● **Problem**: Please copy the leading lines of the entries below exactly, concluding with the line in which "explicit path wins." occurs.

● **Dataset extract**:
== Segment start ==
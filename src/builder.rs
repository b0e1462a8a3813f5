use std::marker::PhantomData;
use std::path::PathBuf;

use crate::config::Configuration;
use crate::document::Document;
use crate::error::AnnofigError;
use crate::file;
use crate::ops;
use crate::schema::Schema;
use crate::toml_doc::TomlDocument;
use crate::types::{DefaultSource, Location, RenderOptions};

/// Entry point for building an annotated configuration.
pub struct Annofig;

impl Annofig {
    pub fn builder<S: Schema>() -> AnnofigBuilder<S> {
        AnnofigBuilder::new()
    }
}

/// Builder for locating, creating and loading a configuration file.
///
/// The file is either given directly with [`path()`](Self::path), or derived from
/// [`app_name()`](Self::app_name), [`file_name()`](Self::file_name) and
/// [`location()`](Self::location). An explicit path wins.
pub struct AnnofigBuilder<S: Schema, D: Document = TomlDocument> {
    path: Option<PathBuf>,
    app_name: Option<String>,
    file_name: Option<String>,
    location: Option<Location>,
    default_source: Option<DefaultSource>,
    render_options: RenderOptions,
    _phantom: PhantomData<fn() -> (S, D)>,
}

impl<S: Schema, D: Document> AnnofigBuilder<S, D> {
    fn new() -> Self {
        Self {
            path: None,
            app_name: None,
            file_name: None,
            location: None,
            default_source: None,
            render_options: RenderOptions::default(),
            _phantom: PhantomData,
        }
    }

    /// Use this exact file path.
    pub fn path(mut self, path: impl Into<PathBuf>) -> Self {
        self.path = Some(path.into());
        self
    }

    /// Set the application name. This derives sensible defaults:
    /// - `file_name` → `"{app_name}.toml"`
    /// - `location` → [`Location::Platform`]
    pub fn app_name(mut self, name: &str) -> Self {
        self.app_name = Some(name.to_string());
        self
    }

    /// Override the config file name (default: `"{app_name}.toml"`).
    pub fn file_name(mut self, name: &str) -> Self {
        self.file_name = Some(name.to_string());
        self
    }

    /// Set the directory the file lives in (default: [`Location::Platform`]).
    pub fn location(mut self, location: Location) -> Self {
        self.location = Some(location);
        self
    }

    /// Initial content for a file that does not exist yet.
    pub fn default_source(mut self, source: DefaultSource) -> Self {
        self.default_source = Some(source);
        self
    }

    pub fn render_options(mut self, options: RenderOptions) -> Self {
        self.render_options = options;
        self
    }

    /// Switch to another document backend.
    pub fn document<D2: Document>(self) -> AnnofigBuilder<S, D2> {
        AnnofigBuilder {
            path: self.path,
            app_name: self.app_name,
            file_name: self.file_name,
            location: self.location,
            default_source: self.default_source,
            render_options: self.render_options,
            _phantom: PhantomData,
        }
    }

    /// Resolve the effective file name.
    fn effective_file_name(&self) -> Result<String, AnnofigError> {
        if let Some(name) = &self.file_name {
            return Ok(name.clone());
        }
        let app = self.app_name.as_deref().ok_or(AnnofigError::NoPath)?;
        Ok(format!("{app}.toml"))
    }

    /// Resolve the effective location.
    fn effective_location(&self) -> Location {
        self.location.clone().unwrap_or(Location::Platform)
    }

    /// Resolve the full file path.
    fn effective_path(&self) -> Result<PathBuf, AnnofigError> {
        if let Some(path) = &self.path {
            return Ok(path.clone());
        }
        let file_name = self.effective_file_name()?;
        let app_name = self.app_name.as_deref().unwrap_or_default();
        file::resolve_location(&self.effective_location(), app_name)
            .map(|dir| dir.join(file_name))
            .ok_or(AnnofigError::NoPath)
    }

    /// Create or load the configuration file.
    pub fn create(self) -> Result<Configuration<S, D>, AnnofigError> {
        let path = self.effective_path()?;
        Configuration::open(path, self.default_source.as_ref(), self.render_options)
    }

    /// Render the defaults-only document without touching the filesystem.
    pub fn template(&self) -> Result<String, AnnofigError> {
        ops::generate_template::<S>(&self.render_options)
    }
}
== Segment end ==
● **Output for this task**:
filename src/builder.rs
repository b0e1462a8a3813f5
use std::marker::PhantomData;
use std::path::PathBuf;

use crate::config::Configuration;
use crate::document::Document;
use crate::error::AnnofigError;
use crate::file;
use crate::ops;
use crate::schema::Schema;
use crate::toml_doc::TomlDocument;
use crate::types::{DefaultSource, Location, RenderOptions};

/// Entry point for building an annotated configuration.
pub struct Annofig;

impl Annofig {
    pub fn builder<S: Schema>() -> AnnofigBuilder<S> {
        AnnofigBuilder::new()
    }
}

/// Builder for locating, creating and loading a configuration file.
///
/// The file is either given directly with [`path()`](Self::path), or derived from
/// [`app_name()`](Self::app_name), [`file_name()`](Self::file_name) and
/// [`location()`](Self::location). An explicit path wins.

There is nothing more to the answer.